I am only interested in a very specific type of woman, also. Here are some pictures of women that fit my type:


----------



## Shadow_Nirvana

Machiavelli said:


> I am only interested in a very specific type of woman, also. Here are some pictures of women that fit my type:


So, every hot chick there is? 

Btw, nice pictures, they will serve me well ... for a science project.


----------



## RandomDude

I normally go for women who radiate some sort of aura, whether confidence, or passion and lovingness, women who can tease/challenge me I find very much a turn on, and I tend to go for intelligent types, I normally cut conversations short when I meet dumbasses. But the most important thing is upbringing I guess, I can't stand your average girl, I tend to go for women with history, with experiences to share and stories to tell and where I can also share experiences with. Alot of young women as expected are pretty meh, so they offer me nothing hence I normally FWB them.

I've always gone for older women in my youth, now everything has flipped as I am quite shallow in that I don't see myself raising someone else's kid, but neither do I complain if my daughter scares women away - its fair enough I say.

Physically, I prefer tall girls than petite girls, I like long legs... don't really care about the stack as long as its not too pigeony. Dark hair is prefered but not essential, exception is red - but more the darker auburny type red I'm attracted to. Like this:










Dark eyes are essential, I don't know why but I can't lose myself in light-colored eyes, whereas black/brown eyes gives me the butterflies. I've never felt it with any women with lighter colored eyes, don't know why... *shrug*



>


Hmmm... now I wouldn't be able to say no to that.


----------



## GTdad

Dang it, Mach. You totally screwed up the thread width.

Nice pics, though.


----------



## gbrad

Shadow_Nirvana said:


> So, every hot chick there is?
> 
> Btw, nice pictures, they will serve me well ... for a science project.


I gotta say, none of those pictures did it for me.


----------



## Shadow_Nirvana

gbrad said:


> I gotta say, none of those pictures did it for me.


I don't think we can share _those_ kinds of videos here.


----------



## Machiavelli

gbrad said:


> I gotta say, none of those pictures did it for me.


Not that there's anything wrong with that.


----------



## tacoma

Petite
Brunette
Blue Eyes

Everything else is negotiable.

Actually it's all negotiable but these three things give a big head start to my interest.


----------



## 01coltcolt

Hands down, Latinas for me:
A little thick
Darker skin
Athletic bodies
Dark hair
Nice lips
Great curves.
Smooth, soft skin
Long legs
5'6-5'8
Dress nicely
Dance well
Love to see a woman in heels, it adds shape to nice legs.


----------



## BrockLanders

01coltcolt said:


> Hands down, Latinas for me:
> A little thick
> Darker skin
> Athletic bodies
> Dark hair
> Nice lips
> Great curves.
> Smooth, soft skin
> Long legs
> 5'6-5'8
> Dress nicely
> Dance well
> Love to see a woman in heels, it adds shape to nice legs.



I'm with you on the Latina thing.
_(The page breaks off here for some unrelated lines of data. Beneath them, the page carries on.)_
//! Configuration for an imgkit session.
//!
//! Loaded from TOML; every section and field has a default, so an empty file
//! is a valid configuration.

use crate::core::error::ConfigError;
use crate::core::types::ImageFormat;
use crate::render::encoder::{RasterEncoder, DEFAULT_JPEG_QUALITY};
use crate::render::engine::RenderOptions;
use crate::render::request::{RenderRequest, RenderType, DEFAULT_MAX_OUTPUT_PIXELS};
use image::imageops::FilterType;
use serde::{Deserialize, Serialize};
use std::path::Path;
use std::time::Duration;

/// Root configuration structure.
#[derive(Debug, Clone, Default, Serialize, Deserialize)]
#[serde(default)]
pub struct KitConfig {
    /// Registry settings
    pub registry: RegistryConfig,

    /// Render defaults
    pub render: RenderConfig,

    /// Logging settings
    pub logging: LoggingConfig,
}

impl KitConfig {
    /// Load configuration from a specific file path.
    pub fn load_from(path: &Path) -> Result<Self, ConfigError> {
        let content = std::fs::read_to_string(path)?;
        Self::from_toml(&content)
    }

    /// Parse and validate configuration from a TOML string.
    pub fn from_toml(content: &str) -> Result<Self, ConfigError> {
        let config: KitConfig = toml::from_str(content)?;
        config.validate()?;
        Ok(config)
    }

    /// Serialize to a TOML string.
    pub fn to_toml(&self) -> Result<String, ConfigError> {
        toml::to_string_pretty(self).map_err(|e| ConfigError::ValidationError(e.to_string()))
    }

    /// Validate configuration values are within acceptable ranges.
    pub fn validate(&self) -> Result<(), ConfigError> {
        if !(1..=100).contains(&self.render.jpeg_quality) {
            return Err(ConfigError::ValidationError(
                "render.jpeg_quality must be between 1 and 100".into(),
            ));
        }
        if self.render.max_output_pixels == 0 {
            return Err(ConfigError::ValidationError(
                "render.max_output_pixels must be > 0".into(),
            ));
        }
        if self.render.stage_timeout_ms == Some(0) {
            return Err(ConfigError::ValidationError(
                "render.stage_timeout_ms must be > 0".into(),
            ));
        }
        if self.logging.level_filter().is_none() {
            return Err(ConfigError::ValidationError(format!(
                "logging.level '{}' is not one of off, error, warn, info, debug, trace",
                self.logging.level
            )));
        }
        Ok(())
    }
}

/// Registry settings.
#[derive(Debug, Clone, Default, Serialize, Deserialize)]
#[serde(default)]
pub struct RegistryConfig {
    /// Reject re-registration of an existing identifier
    pub strict: bool,
}

/// Resampling filter used when a render requests new dimensions.
#[derive(Debug, Clone, Copy, Serialize, Deserialize, PartialEq, Eq, Default)]
#[serde(rename_all = "lowercase")]
pub enum ResizeFilter {
    /// Nearest neighbor
    Nearest,
    /// Linear
    Triangle,
    /// Cubic
    CatmullRom,
    /// Gaussian
    Gaussian,
    /// Lanczos with window 3
    #[default]
    Lanczos3,
}

impl ResizeFilter {
    /// Convert to image crate's FilterType.
    pub fn to_filter_type(self) -> FilterType {
        match self {
            ResizeFilter::Nearest => FilterType::Nearest,
            ResizeFilter::Triangle => FilterType::Triangle,
            ResizeFilter::CatmullRom => FilterType::CatmullRom,
            ResizeFilter::Gaussian => FilterType::Gaussian,
            ResizeFilter::Lanczos3 => FilterType::Lanczos3,
        }
    }
}

/// Render defaults.
#[derive(Debug, Clone, Serialize, Deserialize)]
#[serde(default)]
pub struct RenderConfig {
    /// Representation used when a render does not name one
    pub render_type: RenderType,

    /// Encoding used when a render does not name one
    pub image_format: ImageFormat,

    /// JPEG quality (1-100)
    pub jpeg_quality: u8,

    /// Resampling filter for resizes
    pub resize_filter: ResizeFilter,

    /// Largest pixel count a resize may produce
    pub max_output_pixels: u64,

    /// Limit for each of the apply and encode phases
    pub stage_timeout_ms: Option<u64>,
}

impl Default for RenderConfig {
    fn default() -> Self {
        Self {
            render_type: RenderType::Image,
            image_format: ImageFormat::Png,
            jpeg_quality: DEFAULT_JPEG_QUALITY,
            resize_filter: ResizeFilter::Lanczos3,
            max_output_pixels: DEFAULT_MAX_OUTPUT_PIXELS,
            stage_timeout_ms: None,
        }
    }
}

impl RenderConfig {
    /// Request carrying the configured defaults.
    pub fn default_request(&self) -> RenderRequest {
        RenderRequest::new()
            .with_render_type(self.render_type)
            .with_format(self.image_format)
    }

    /// Engine options from these settings.
    pub fn render_options(&self) -> RenderOptions {
        let mut options = RenderOptions::new()
            .with_resize_filter(self.resize_filter.to_filter_type())
            .with_max_output_pixels(self.max_output_pixels);
        if let Some(ms) = self.stage_timeout_ms {
            options = options.with_timeout(Duration::from_millis(ms));
        }
        options
    }

    /// Encoder from these settings.
    pub fn encoder(&self) -> RasterEncoder {
        RasterEncoder::new().with_jpeg_quality(self.jpeg_quality)
    }
}

/// Logging settings.
#[derive(Debug, Clone, Serialize, Deserialize)]
#[serde(default)]
pub struct LoggingConfig {
    /// Log level (off, error, warn, info, debug, trace)
    pub level: String,
}

impl Default for LoggingConfig {
    fn default() -> Self {
        Self {
            level: "info".to_string(),
        }
    }
}

impl LoggingConfig {
    /// Parsed level, if valid.
    pub fn level_filter(&self) -> Option<log::LevelFilter> {
        self.level.parse().ok()
    }
}

#[cfg(test)]
mod tests {
    use super::*;
    use std::io::Write;
    use tempfile::NamedTempFile;

    #[test]
    fn test_default_config() {
        let config = KitConfig::default();
        assert!(!config.registry.strict);
        assert_eq!(config.render.jpeg_quality, 90);
        assert_eq!(config.render.render_type, RenderType::Image);
        assert_eq!(config.render.image_format, ImageFormat::Png);
        assert_eq!(config.logging.level, "info");
        assert!(config.validate().is_ok());
    }

    #[test]
    fn test_empty_toml_uses_defaults() {
        let config = KitConfig::from_toml("").unwrap();
        assert_eq!(config.render.resize_filter, ResizeFilter::Lanczos3);
        assert_eq!(config.render.stage_timeout_ms, None);
        assert_eq!(config.render.max_output_pixels, DEFAULT_MAX_OUTPUT_PIXELS);
    }

    #[test]
    fn test_partial_toml() {
        let config = KitConfig::from_toml(
            r#"
            [registry]
            strict = true

            [render]
            render_type = "data-url"
            image_format = "image/jpeg"
            jpeg_quality = 70
            resize_filter = "nearest"
            max_output_pixels = 4000000
            stage_timeout_ms = 5000
            "#,
        )
        .unwrap();

        assert!(config.registry.strict);
        let request = config.render.default_request();
        assert_eq!(request.render_type, RenderType::DataUrl);
        assert_eq!(request.image_format, ImageFormat::Jpeg);
        assert_eq!(config.render.encoder().jpeg_quality(), 70);
        assert_eq!(
            config.render.render_options().stage_timeout,
            Some(Duration::from_millis(5000))
        );
        assert_eq!(config.render.render_options().max_output_pixels, 4_000_000);
        assert_eq!(config.logging.level, "info");
    }

    #[test]
    fn test_invalid_values() {
        let err = KitConfig::from_toml("[render]\njpeg_quality = 0").unwrap_err();
        assert!(matches!(err, ConfigError::ValidationError(_)));

        let err = KitConfig::from_toml("[render]\nmax_output_pixels = 0").unwrap_err();
        assert!(matches!(err, ConfigError::ValidationError(_)));

        let err = KitConfig::from_toml("[render]\nstage_timeout_ms = 0").unwrap_err();
        assert!(matches!(err, ConfigError::ValidationError(_)));

        let err = KitConfig::from_toml("[logging]\nlevel = \"loud\"").unwrap_err();
        assert!(matches!(err, ConfigError::ValidationError(_)));

        let err = KitConfig::from_toml("[render]\nimage_format = \"image/gif\"").unwrap_err();
        assert!(matches!(err, ConfigError::ParseError(_)));
    }

    #[test]
    fn test_load_from_file() {
        let mut file = NamedTempFile::new().unwrap();
        writeln!(file, "[logging]\nlevel = \"debug\"").unwrap();

        let config = KitConfig::load_from(file.path()).unwrap();
        assert_eq!(config.logging.level_filter(), Some(log::LevelFilter::Debug));

        let missing = KitConfig::load_from(Path::new("/nonexistent/imgkit.toml"));
        assert!(matches!(missing, Err(ConfigError::ReadError(_))));
    }

    #[test]
    fn test_toml_round_trip() {
        let config = KitConfig::default();
        let toml = config.to_toml().unwrap();
        let parsed = KitConfig::from_toml(&toml).unwrap();
        assert_eq!(parsed.render.jpeg_quality, config.render.jpeg_quality);
    }
}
My wife is half Puerto Rican, half Jewish. I love her big eyes, wide hips and skinny waist. I joked with her when I first met her that she looked like a goddess of fertility, now 8 years later we have 4 kids.
_Posted via Mobile Device_


----------



## gbrad

Shadow_Nirvana said:


> I don't think we can share _those_ kinds of videos here.


I was simply meaning that those women were not my type at all. Didn't really find them too attractive.


----------



## Machiavelli

01coltcolt said:


> Hands down, Latinas for me:


I got mine.


----------



## Shoto1984

Wow...I'm another brunette, tan or olive skin, good shape and the lighter the eyes the better. Blonde and fair skin just do not do it for me for some reason. I tend toward Mediterranean types.... Of the famous people out there.....maybe Penelope Cruz (dark eyes though), Megan Fox (fair skin though), Salma Hayek, Angelina Jolie (but she needs to gain 20 pounds)


----------



## 01coltcolt

Machiavelli said:


> I got mine.


Laugh out loud mine's from Puerto Rico


----------



## Machiavelli

01coltcolt said:


> Laugh out loud mine's from Puerto Rico


An unnamed South American country.


----------



## bussunda100

I will simply go for thin and good looking. But I have a weakness for blondes.  soooooo goood.


----------



## 01coltcolt

bussunda100 said:


> I will simply go for thin and good looking. But I have a weakness for blondes.  soooooo goood.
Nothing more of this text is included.